* DATASET EXTRACT *
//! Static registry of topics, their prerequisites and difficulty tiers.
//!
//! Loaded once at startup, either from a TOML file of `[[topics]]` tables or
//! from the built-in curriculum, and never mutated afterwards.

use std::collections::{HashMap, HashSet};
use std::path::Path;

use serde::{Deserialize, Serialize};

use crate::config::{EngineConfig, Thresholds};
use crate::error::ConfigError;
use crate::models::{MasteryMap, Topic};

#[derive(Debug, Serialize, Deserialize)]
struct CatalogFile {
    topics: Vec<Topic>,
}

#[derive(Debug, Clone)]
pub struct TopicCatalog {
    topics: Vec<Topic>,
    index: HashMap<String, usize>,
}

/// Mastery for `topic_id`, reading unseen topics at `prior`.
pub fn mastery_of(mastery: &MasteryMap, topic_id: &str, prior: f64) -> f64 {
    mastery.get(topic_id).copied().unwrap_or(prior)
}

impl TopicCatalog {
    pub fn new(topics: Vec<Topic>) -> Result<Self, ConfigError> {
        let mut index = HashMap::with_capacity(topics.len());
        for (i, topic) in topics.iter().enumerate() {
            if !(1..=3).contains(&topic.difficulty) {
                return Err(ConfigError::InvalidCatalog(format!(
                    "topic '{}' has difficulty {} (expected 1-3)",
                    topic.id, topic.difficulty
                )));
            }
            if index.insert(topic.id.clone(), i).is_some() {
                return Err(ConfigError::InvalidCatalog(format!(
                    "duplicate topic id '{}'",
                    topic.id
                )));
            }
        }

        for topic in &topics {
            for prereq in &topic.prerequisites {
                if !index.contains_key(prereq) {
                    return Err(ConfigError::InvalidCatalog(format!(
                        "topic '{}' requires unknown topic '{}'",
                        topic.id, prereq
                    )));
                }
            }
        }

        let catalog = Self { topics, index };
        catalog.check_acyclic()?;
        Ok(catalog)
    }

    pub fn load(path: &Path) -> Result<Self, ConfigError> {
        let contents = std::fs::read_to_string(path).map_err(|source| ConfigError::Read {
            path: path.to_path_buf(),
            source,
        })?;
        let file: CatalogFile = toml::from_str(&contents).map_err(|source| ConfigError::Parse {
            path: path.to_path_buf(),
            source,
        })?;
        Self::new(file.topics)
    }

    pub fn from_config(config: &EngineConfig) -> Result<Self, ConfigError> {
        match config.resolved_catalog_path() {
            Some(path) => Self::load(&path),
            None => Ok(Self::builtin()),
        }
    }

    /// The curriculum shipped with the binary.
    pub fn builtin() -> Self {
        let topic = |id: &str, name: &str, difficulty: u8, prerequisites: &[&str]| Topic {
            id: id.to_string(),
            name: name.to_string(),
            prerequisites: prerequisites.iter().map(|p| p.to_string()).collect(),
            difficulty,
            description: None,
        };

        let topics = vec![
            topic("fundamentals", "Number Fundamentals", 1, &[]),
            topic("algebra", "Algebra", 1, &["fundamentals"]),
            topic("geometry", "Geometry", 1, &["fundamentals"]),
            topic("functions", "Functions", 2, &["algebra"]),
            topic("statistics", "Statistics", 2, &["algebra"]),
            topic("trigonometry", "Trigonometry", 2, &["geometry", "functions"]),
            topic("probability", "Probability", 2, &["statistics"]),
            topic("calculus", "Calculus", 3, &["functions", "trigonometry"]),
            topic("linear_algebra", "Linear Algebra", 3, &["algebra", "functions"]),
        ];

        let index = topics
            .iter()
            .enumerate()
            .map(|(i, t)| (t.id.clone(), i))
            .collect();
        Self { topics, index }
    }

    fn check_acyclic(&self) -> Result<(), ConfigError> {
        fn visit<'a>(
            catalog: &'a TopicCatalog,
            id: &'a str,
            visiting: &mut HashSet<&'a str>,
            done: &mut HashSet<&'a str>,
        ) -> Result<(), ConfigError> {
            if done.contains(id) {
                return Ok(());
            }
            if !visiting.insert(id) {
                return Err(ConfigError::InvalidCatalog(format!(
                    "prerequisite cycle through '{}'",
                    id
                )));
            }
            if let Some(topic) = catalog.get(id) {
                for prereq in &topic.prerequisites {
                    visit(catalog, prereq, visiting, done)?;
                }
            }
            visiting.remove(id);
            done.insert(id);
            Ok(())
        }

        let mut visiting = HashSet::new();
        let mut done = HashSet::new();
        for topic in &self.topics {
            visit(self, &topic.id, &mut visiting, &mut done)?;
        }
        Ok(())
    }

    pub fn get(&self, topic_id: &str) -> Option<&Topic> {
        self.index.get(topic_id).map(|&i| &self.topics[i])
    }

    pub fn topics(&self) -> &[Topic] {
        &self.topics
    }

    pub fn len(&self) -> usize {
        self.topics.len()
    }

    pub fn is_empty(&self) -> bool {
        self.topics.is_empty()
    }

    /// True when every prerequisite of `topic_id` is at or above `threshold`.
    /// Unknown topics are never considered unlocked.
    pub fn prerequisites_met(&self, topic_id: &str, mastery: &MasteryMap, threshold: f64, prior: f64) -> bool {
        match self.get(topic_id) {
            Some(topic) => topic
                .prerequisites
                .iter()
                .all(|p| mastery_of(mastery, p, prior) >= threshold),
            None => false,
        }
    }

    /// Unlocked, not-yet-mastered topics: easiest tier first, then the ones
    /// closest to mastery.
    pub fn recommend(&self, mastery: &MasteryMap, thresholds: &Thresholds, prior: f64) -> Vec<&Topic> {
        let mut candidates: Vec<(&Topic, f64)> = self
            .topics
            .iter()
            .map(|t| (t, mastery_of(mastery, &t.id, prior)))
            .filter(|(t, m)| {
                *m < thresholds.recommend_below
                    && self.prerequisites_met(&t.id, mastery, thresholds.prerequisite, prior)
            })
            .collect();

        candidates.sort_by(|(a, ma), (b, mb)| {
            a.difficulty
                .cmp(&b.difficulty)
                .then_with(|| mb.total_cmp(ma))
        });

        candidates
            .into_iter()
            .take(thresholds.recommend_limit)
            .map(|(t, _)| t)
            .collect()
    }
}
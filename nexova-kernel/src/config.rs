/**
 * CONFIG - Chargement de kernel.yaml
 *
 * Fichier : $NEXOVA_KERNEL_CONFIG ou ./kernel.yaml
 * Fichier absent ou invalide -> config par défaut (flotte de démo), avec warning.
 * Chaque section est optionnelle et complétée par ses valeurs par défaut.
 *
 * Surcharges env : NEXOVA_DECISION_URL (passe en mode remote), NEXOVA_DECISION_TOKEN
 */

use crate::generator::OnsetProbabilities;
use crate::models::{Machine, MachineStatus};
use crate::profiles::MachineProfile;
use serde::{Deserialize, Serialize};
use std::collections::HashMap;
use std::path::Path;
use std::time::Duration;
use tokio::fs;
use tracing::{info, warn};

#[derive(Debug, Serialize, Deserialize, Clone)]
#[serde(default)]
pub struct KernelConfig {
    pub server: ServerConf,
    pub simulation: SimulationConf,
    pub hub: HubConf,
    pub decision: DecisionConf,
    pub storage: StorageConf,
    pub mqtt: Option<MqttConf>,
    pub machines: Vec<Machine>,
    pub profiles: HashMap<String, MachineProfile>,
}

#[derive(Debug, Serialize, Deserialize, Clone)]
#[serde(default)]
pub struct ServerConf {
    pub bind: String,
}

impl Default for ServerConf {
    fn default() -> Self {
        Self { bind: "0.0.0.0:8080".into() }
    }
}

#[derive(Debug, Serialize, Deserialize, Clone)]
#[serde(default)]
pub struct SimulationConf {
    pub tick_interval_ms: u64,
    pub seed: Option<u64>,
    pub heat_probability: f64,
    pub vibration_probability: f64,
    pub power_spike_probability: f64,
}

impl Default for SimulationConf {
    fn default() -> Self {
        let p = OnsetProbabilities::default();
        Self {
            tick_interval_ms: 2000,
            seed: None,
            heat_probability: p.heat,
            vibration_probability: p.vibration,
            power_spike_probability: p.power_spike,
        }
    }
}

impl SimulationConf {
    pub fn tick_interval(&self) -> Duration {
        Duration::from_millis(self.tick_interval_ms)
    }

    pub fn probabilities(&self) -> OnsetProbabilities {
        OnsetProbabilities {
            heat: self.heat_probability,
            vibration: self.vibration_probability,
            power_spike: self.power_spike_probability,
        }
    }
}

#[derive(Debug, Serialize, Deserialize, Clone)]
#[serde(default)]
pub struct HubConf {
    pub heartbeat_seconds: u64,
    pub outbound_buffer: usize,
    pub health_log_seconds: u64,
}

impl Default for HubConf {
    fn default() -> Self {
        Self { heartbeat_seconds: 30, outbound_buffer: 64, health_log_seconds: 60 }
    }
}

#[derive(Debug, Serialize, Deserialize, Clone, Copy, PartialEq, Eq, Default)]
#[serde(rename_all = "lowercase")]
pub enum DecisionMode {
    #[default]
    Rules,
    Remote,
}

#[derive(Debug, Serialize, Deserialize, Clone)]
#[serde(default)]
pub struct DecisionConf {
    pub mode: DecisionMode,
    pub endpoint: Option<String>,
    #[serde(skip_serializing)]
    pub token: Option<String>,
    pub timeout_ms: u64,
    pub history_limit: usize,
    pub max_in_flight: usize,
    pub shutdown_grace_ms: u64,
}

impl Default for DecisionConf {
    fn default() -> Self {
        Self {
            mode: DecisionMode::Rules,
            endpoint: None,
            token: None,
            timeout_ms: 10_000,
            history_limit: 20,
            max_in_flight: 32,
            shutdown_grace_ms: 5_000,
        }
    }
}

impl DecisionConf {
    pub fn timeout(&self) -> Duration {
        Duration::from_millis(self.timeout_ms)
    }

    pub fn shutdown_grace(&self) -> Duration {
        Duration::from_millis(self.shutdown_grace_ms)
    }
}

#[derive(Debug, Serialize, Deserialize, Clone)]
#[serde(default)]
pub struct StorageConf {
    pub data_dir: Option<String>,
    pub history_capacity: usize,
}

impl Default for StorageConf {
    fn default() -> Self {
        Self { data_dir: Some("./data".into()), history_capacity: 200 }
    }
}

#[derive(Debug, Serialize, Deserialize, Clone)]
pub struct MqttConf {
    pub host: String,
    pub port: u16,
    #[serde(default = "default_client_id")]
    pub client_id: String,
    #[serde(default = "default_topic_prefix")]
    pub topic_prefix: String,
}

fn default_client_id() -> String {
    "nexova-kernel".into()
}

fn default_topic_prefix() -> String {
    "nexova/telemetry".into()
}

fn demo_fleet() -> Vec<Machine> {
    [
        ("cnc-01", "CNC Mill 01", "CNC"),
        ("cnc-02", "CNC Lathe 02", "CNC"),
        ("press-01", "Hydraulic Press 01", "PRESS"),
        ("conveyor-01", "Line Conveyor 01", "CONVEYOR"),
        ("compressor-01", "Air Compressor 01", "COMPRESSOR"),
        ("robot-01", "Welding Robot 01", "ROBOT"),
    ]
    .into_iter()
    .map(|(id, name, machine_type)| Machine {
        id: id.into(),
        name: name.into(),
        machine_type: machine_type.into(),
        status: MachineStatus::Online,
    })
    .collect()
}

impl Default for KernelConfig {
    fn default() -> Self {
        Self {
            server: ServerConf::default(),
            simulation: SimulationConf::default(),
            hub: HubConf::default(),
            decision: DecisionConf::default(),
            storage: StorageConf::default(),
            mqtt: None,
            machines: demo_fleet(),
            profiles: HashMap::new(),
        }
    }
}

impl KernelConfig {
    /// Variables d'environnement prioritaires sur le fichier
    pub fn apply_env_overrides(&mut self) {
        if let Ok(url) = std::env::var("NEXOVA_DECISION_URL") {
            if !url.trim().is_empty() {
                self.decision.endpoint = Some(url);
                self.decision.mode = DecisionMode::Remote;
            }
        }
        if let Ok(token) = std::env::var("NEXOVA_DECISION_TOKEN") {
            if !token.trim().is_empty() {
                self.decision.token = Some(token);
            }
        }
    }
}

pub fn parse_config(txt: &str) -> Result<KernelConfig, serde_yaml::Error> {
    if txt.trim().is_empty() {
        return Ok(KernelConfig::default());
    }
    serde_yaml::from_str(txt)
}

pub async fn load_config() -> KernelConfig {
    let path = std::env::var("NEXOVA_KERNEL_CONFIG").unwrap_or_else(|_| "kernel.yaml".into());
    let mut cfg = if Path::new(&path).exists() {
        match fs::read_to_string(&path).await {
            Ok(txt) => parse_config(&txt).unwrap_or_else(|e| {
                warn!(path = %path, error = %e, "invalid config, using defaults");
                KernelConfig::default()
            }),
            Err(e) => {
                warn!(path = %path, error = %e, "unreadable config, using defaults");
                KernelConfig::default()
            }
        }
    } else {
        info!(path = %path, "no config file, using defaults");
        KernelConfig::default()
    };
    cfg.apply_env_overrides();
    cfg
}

* TASK DETAILS *
Among the lines above, find each one containing the string "functions" and copy it.

* ANSWER TO THIS EXERCISE *
            topic("functions", "Functions", 2, &["algebra"]),
            topic("trigonometry", "Trigonometry", 2, &["geometry", "functions"]),
            topic("calculus", "Calculus", 3, &["functions", "trigonometry"]),
            topic("linear_algebra", "Linear Algebra", 3, &["algebra", "functions"]),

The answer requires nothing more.